Schwelm. Pandemie lässt immer mehr Frauen an Abtreibung denken. Pro Familia zieht Jahresbilanz: Kurse fallen aus, Einschränkungen bei Sexualpädagogik.
Im Ibach-Haus an der Wilhelmstraße ist die Liebe zu Hause. Hier gibt es in Komödien beim Leo-Theater oft in lustiger Weise vieles über die Liebe zu sehen und zu hören. Ebenfalls im Ibach-Haus ist in guter Nachbarschaft die Pro Familia-Beratungsstelle für den südlichen Ennepe-Ruhr-Kreis tätig. Hier sind die Themen aus dem wirklichen Leben der Menschen: Sexualität und Partnerschaft, Schwangerschaft und Familienplanung, Sexualpädagogik und Aufklärung.
Kizz EN-Südkreis, die Kinder- und Jugendschutzambulanz gegen sexualisierte und häusliche Gewalt zählt ebenfalls zu Pro Familia. Alle dort beschäftigten Menschen stehen unter Schweigepflicht. Jetzt legte Pro Familia den Jahresbericht 2020 vor.
Kizz EN-Südkreis erstellte einen eigenen Bericht.„Die Corona-Pandemie – eine Herausforderung für uns und unsere Klient:innen!“ heißt es im Vorwort.

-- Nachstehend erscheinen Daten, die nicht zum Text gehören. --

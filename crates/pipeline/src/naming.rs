//! File and identifier naming conventions of the shared source tree.
//!
//! A file name is split on `.`: the first segment is the stem, the last the
//! extension, and a middle segment equal to `tw` or `ss` marks the variant
//! the file was authored for. Removing that segment gives the *logical*
//! name every variant writes the file under:
//!
//! | source                  | logical              | variant    |
//! |-------------------------|----------------------|------------|
//! | `Avatar.tsx`            | `Avatar.tsx`         | none       |
//! | `Avatar.tw.tsx`         | `Avatar.tsx`         | tailwind   |
//! | `accordion.ss.types.ts` | `accordion.types.ts` | stylesheet |

use chillgen_core::Variant;

#[derive(Debug, Clone, PartialEq, Eq)]
pub struct SourceName {
    pub file_name: String,
    pub logical: String,
    pub suffix: Option<Variant>,
}

impl SourceName {
    pub fn parse(file_name: &str) -> Self {
        let segments: Vec<&str> = file_name.split('.').collect();

        if segments.len() >= 3 {
            let last = segments.len() - 1;
            for i in 1..last {
                if let Some(variant) = Variant::from_file_suffix(segments[i]) {
                    let logical = segments
                        .iter()
                        .enumerate()
                        .filter(|(j, _)| *j != i)
                        .map(|(_, s)| *s)
                        .collect::<Vec<_>>()
                        .join(".");
                    return Self {
                        file_name: file_name.to_string(),
                        logical,
                        suffix: Some(variant),
                    };
                }
            }
        }

        Self {
            file_name: file_name.to_string(),
            logical: file_name.to_string(),
            suffix: None,
        }
    }

    /// Stem before the first `.` (`Avatar` for `Avatar.tw.tsx`)
    pub fn stem(&self) -> &str {
        self.logical.split('.').next().unwrap_or(&self.logical)
    }

    /// Everything after the stem, including the leading `.` (`.types.ts`)
    pub fn extension(&self) -> &str {
        match self.logical.find('.') {
            Some(i) => &self.logical[i..],
            None => "",
        }
    }
}

/// `segmented-control` → `SegmentedControl`, `avatar` → `Avatar`
pub fn pascal_case(name: &str) -> String {
    name.split(|c: char| c == '-' || c == '_' || c == ' ')
        .filter(|part| !part.is_empty())
        .map(capitalize)
        .collect()
}

pub fn capitalize(word: &str) -> String {
    let mut chars = word.chars();
    match chars.next() {
        Some(first) => first.to_uppercase().chain(chars).collect(),
        None => String::new(),
    }
}

/// Split a trailing `Tw`/`Ss` off an identifier: `BarTw` → (`Bar`, tailwind)
pub fn split_name_suffix(name: &str) -> (&str, Option<Variant>) {
    if name.len() > 2 && name.is_char_boundary(name.len() - 2) {
        let (base, suffix) = name.split_at(name.len() - 2);
        if let Some(variant) = Variant::from_name_suffix(suffix) {
            return (base, Some(variant));
        }
    }
    (name, None)
}
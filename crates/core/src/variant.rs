//! Styling variants a component tree is forked into

use serde::{Deserialize, Serialize};
use std::fmt;
use std::str::FromStr;

/// One of the three styling backends a generated package targets.
#[derive(Debug, Clone, Copy, PartialEq, Eq, Hash, PartialOrd, Ord, Serialize, Deserialize)]
#[serde(rename_all = "lowercase")]
pub enum Variant {
    /// Detects NativeWind at runtime and dispatches to either backend
    Hybrid,
    /// React Native `StyleSheet` only
    Stylesheet,
    /// Tailwind classes through NativeWind only
    Tailwind,
}

/// Which files of a component's `styles/` directory a variant keeps
#[derive(Debug, Clone, Copy, PartialEq, Eq)]
pub struct StyleRule {
    pub variants_files: bool,
    pub styles_files: bool,
}

impl Variant {
    pub const ALL: [Variant; 3] = [Variant::Hybrid, Variant::Stylesheet, Variant::Tailwind];

    pub fn name(&self) -> &'static str {
        match self {
            Variant::Hybrid => "hybrid",
            Variant::Stylesheet => "stylesheet",
            Variant::Tailwind => "tailwind",
        }
    }

    /// Package directory under the output root
    pub fn dir_name(&self) -> &'static str {
        match self {
            Variant::Hybrid => "core-hybrid",
            Variant::Stylesheet => "core-stylesheet",
            Variant::Tailwind => "core-tailwind",
        }
    }

    /// File-name segment selecting this variant (`Avatar.tw.tsx`), `None` for hybrid
    pub fn file_suffix(&self) -> Option<&'static str> {
        match self {
            Variant::Hybrid => None,
            Variant::Stylesheet => Some("ss"),
            Variant::Tailwind => Some("tw"),
        }
    }

    /// Identifier suffix selecting this variant (`AvatarTw`), `None` for hybrid
    pub fn name_suffix(&self) -> Option<&'static str> {
        match self {
            Variant::Hybrid => None,
            Variant::Stylesheet => Some("Ss"),
            Variant::Tailwind => Some("Tw"),
        }
    }

    /// Utility subdirectories this variant receives, in copy order
    pub fn utils_dirs(&self) -> &'static [&'static str] {
        match self {
            Variant::Hybrid => &["tw", "ss", "hybrid"],
            Variant::Stylesheet => &["ss"],
            Variant::Tailwind => &["tw"],
        }
    }

    pub fn style_rule(&self) -> StyleRule {
        match self {
            Variant::Hybrid => StyleRule {
                variants_files: true,
                styles_files: true,
            },
            Variant::Stylesheet => StyleRule {
                variants_files: false,
                styles_files: true,
            },
            Variant::Tailwind => StyleRule {
                variants_files: true,
                styles_files: false,
            },
        }
    }

    /// Whether a file under `styles/` belongs in this variant's output.
    /// Files matching neither `.variants.` nor `.styles.` are dropped everywhere.
    pub fn includes_style_file(&self, file_name: &str) -> bool {
        let rule = self.style_rule();
        let is_variants = file_name.contains(".variants.");
        let is_styles = file_name.contains(".styles.");
        (is_variants && rule.variants_files) || (is_styles && rule.styles_files)
    }

    pub fn from_file_suffix(suffix: &str) -> Option<Variant> {
        match suffix {
            "tw" => Some(Variant::Tailwind),
            "ss" => Some(Variant::Stylesheet),
            _ => None,
        }
    }

    pub fn from_name_suffix(suffix: &str) -> Option<Variant> {
        match suffix {
            "Tw" => Some(Variant::Tailwind),
            "Ss" => Some(Variant::Stylesheet),
            _ => None,
        }
    }
}

impl fmt::Display for Variant {
    fn fmt(&self, f: &mut fmt::Formatter<'_>) -> fmt::Result {
        write!(f, "{}", self.name())
    }
}

impl FromStr for Variant {
    type Err = String;

    fn from_str(s: &str) -> Result<Self, Self::Err> {
        match s.to_lowercase().as_str() {
            "hybrid" => Ok(Variant::Hybrid),
            "stylesheet" | "ss" => Ok(Variant::Stylesheet),
            "tailwind" | "tw" => Ok(Variant::Tailwind),
            other => Err(format!(
                "Invalid variant: {}. Valid options: hybrid, stylesheet, tailwind",
                other
            )),
        }
    }
}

Sofort wird klargestellt: „Uns war wichtig, dass keine Frau im Bereich des Schwangerschaftskonfliktes und in Krisensituationen von uns im Stich gelassen wurde und gleichzeitig ein guter Gesundheitsschutz für Klientinnen und Mitarbeitende gewährleistet wird.“ Festgestellt haben die Fachfrauen von Pro Familia: „Die Herausforderungen in dieser Zeit sind vielfältig, von ständigen Veränderungen und Anpassungen betroffen und gerade für Schwangere nicht immer leicht.“
Bündel an Problemlagen
Die Schwangerschaftskonfliktberatungen seien teilweise zeitintensiver gewesen, zum Beispiel bei mangelnder digitaler Ausstattung der Klientinnen. „Männer konnten Frauen bei Eingriffen nicht begleiten“, ist im Jahresbericht vermerkt, ebenso, dass eingescannte Beratungsbescheinigungen in Einzelfällen nicht von den abbrechenden Ärzten akzeptiert wurden. Der Schwangerschaftskonflikt sei oft ein Bündel an Problemlagen. Corona verstärke dies, die Erschöpfung werde größer. „Hinzu kommen finanzielle Sorgen durch Kurzarbeit oder Nichtverlängerung der Arbeitsverträge“, ist zu lesen.
Schwierig geworden durch Corona sei auch die Situation von Schwangeren. Kurse rund um die Schwangerschaft und für die Geburtsvorbereitung seien ausgefallen. Aufgeführt im Bericht wird auch, dass Partner, Partnerinnen oder andere Begleitpersonen bei Geburten nicht dabei sein durften. Das sei von vielen Frauen als sehr belastend empfunden worden. Hingewiesen wird auch auf den Kontaktverbot zu Großeltern. Dies führe zu eingeschränktem familiären Rückhalt und einer fehlenden „mütterlichen Matrix“ für die Schwangeren und jungen Mütter.
Seit April 2020 finde pandemiebedingt die Beratung durch die Fachärztin zu Fragen der Frauengesundheit, Kinderwunsch und Sexualität sowie bei seelisch belastenden Schwangerschaften im Rahmen einer datensicheren Videosprechstunde statt. Stark nachgefragt sei der Verhütungsmittelfond des Ennepe-Ruhr-Kreises. Im Jahr 2020 wurden für insgesamt 52 Frauen 8137,34 Euro bewilligt.
Durch die Pandemie sei es zu Einschränkungen im Bereich Sexualpädagogik/ Youthwork gekommen. Dennoch habe man auf das Jahr verteilt 41 Präsenzveranstaltungen mit den erforderlichen Hygienemaßnahmen durchführen können. Auch Telefonsprechstunden und Onlineangebote gab und gebe es. Auf Instagram heiße es: „Liebe, Lust, Sex“. Pro Familia hofft, 2021 wieder Informationsveranstaltungen für werdende Eltern zu sozialrechtlichen Themen anbieten zu können, ebenso für Menschen mit unerfülltem Kinderwunsch und ein Gruppenangebot für Mütter mit Babys und Kleinkindern.